Black and White

Around the edges, the Sacre-Cœur is black like coal. At a distance, all you can see is its white splendor piled atop Montmartre like freshly whipped cream; you have to take the time to actually walk around to see the burn marks. Isn’t it the same with people?, she thinks. She swallows, tasting disappointment and hunger and relief — and continues walking.
Boots in the snow. Grating. A mother screeching, suitcases’ open jaws. Men’s voices tearing apart the unstained wintry air, bursting windows. Cries. A last kiss, never to be redeemed. Boots in the snow. If only one could forget.
“You have Alzheimer’s, Mrs. Goldmann.” It’s not always easy when wishes are granted; sometimes it can even be quite lousy. The man in the white coat in front of her sports the typical face of a doctor, with sharp cheekbones and wrinkles testifying a laboriously acquired wisdom. He twirls a ballpoint pen through his clinical fingers and looks at her sharply, as if still considering whether to deliver the ensuing monologue as one would to a child or to an adult. His office is ordinary and insignificant like a polished rock; it doesn’t offer any surface to attack.
On the walls there are diagrams of cross sections of the human body and photographs of the doctor’s children — at least they’re still uncut. Where is your wife?, she wants to ask him. Are you afraid of hanging a photo of her because sometimes you fantasize about actually hanging her?
She wants to hold onto something, somewhere, but her impatient and nervous looks slip off of the sterile surfaces surrounding her. “Mrs. Goldmann,” the doctor insists dryly, appearing both dull and clear at the same time. “Do you know what that means, Mrs. Goldmann?” Apparently the doctor decided to treat her like an incompetent patient who has no idea that she’s going to have her ass wiped by an underpaid Polish woman; as if she didn’t know that she’ll soon be witnessing her own demise.
“Of course I know that,” she says, holding onto the smooth edges of the chair with only her fingertips, trying to remember what it was that she spread on her bread this morning. Did she even have bread?
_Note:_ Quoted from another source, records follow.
use std::collections::{BTreeMap, HashSet};
use std::path::Path;

use serde::{Deserialize, Serialize};

use crate::processor_spec::ProcessorSpec;
use crate::ConfigError;

/// One configured source (a journal feed, a news page, ...).
#[derive(Debug, Clone, PartialEq, Eq, Serialize, Deserialize)]
pub struct FeedSource {
    /// The map key this source was declared under. Filled in after parsing.
    #[serde(skip)]
    pub key: String,
    pub title: Option<String>,
    pub link: Option<String>,
    pub feed: Option<String>,
    pub publication_id: Option<String>,
    pub issn: Option<String>,
    #[serde(default)]
    pub processor: ProcessorSpec,
}

impl FeedSource {
    /// URL handed to the preprocessor: `feed`, falling back to `link`.
    #[must_use]
    pub fn fetch_url(&self) -> Option<&str> {
        [&self.feed, &self.link]
            .into_iter()
            .filter_map(|v| v.as_deref())
            .map(str::trim)
            .find(|v| !v.is_empty())
    }

    /// Human title, falling back to the key.
    #[must_use]
    pub fn display_title(&self) -> &str {
        self.title
            .as_deref()
            .filter(|t| !t.trim().is_empty())
            .unwrap_or(&self.key)
    }
}

/// Top-level shape of `research.json` / `news.json`.
#[derive(Debug, Clone, Deserialize)]
pub struct SourcesFile {
    pub title: Option<String>,
    #[serde(default)]
    pub feeds: BTreeMap<String, FeedSource>,
}

impl SourcesFile {
    /// Sources in key order.
    pub fn sources(&self) -> impl Iterator<Item = &FeedSource> {
        self.feeds.values()
    }
}

/// Load and validate a sources configuration file.
///
/// # Errors
///
/// Returns `ConfigError` if the file cannot be read, parsed, or fails validation.
pub fn load_sources(path: &Path) -> Result<SourcesFile, ConfigError> {
    let content = std::fs::read_to_string(path).map_err(|e| ConfigError::SourcesFileIo {
        path: path.display().to_string(),
        source: e,
    })?;

    parse_sources(&content, &path.display().to_string())
}

/// Parse and validate a sources configuration from a JSON string.
///
/// `origin` is only used in error messages.
///
/// # Errors
///
/// Returns [`ConfigError::SourcesFileParse`] on malformed JSON (including a
/// malformed `processor` field) or [`ConfigError::Validation`] on bad keys.
pub fn parse_sources(content: &str, origin: &str) -> Result<SourcesFile, ConfigError> {
    let mut file: SourcesFile =
        serde_json::from_str(content).map_err(|e| ConfigError::SourcesFileParse {
            path: origin.to_string(),
            source: e,
        })?;

    for (key, source) in &mut file.feeds {
        source.key.clone_from(key);
    }

    validate_sources(&file)?;

    Ok(file)
}

fn validate_sources(file: &SourcesFile) -> Result<(), ConfigError> {
    let mut seen_keys = HashSet::new();

    for source in file.feeds.values() {
        if source.key.trim().is_empty() {
            return Err(ConfigError::Validation(
                "source key must be non-empty".to_string(),
            ));
        }

        if !seen_keys.insert(source.key.trim().to_lowercase()) {
            return Err(ConfigError::Validation(format!(
                "duplicate source key (case-insensitive): '{}'",
                source.key
            )));
        }
    }

    Ok(())
}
Rugged hands. Dirty fingernails cutting into fearful trembling flesh. Cries. The reek of alcohol from putrid canyons, rotten and sharp. Blood on the sheets, like dried paint. Boots in the snow.
The doctor talks to her for a few more minutes, but she doesn’t listen, why should she, she’s going to forget it all anyway; he said so himself. He thrusts a paper into her trembling hand, “Diagnosis: Alzheimer’s Disease” is written on it, two laughing seniors throwing a maliciously moronic and vital laugh into her and the diagnosis’ faces. She feels the urgent need to hit them, but then she would be considered mentally unstable and be locked up. Society doesn’t like old grannies that wear bitten pearls and batter paper brochures. Society likes the seniors who wet their diapers and still plaster their joyful smile on medical pamphlets.
“See you soon, Mrs. Goldmann. And good luck.” The doctor stands up and exerts a firm handshake on her, that kind of clasped handshake that’s supposed to suggest empathy and self-confidence at the same time. The kind that says, it’s going to be alright, but here on out you’ll be coping with this alone. I’m just here to diagnose. “Thank you, doctor,” she says, surprised at how stable her own voice sounds. “And please stop repeating my name all the time. Everyone knows that trick is taught the second year of medical school. Good day.”
Outside, Paris is buzzing under the heavy July sun, and in spite of everything she feels a certain calmness washing over her, that sort of state with complete mental clarity. She can still defend herself. The disease will gradually take everything: her memory and her courage. Her dignity. I don’t want to forget, she thinks. Better nothing than everything. Alzheimer’s is a thief who puts everything in big plastic trash bags, the plasma TV and the family jewelry, household appliances and all the cash. It’s a thief who only steals what’s worth the most, and leaves behind a mess to be cleaned up.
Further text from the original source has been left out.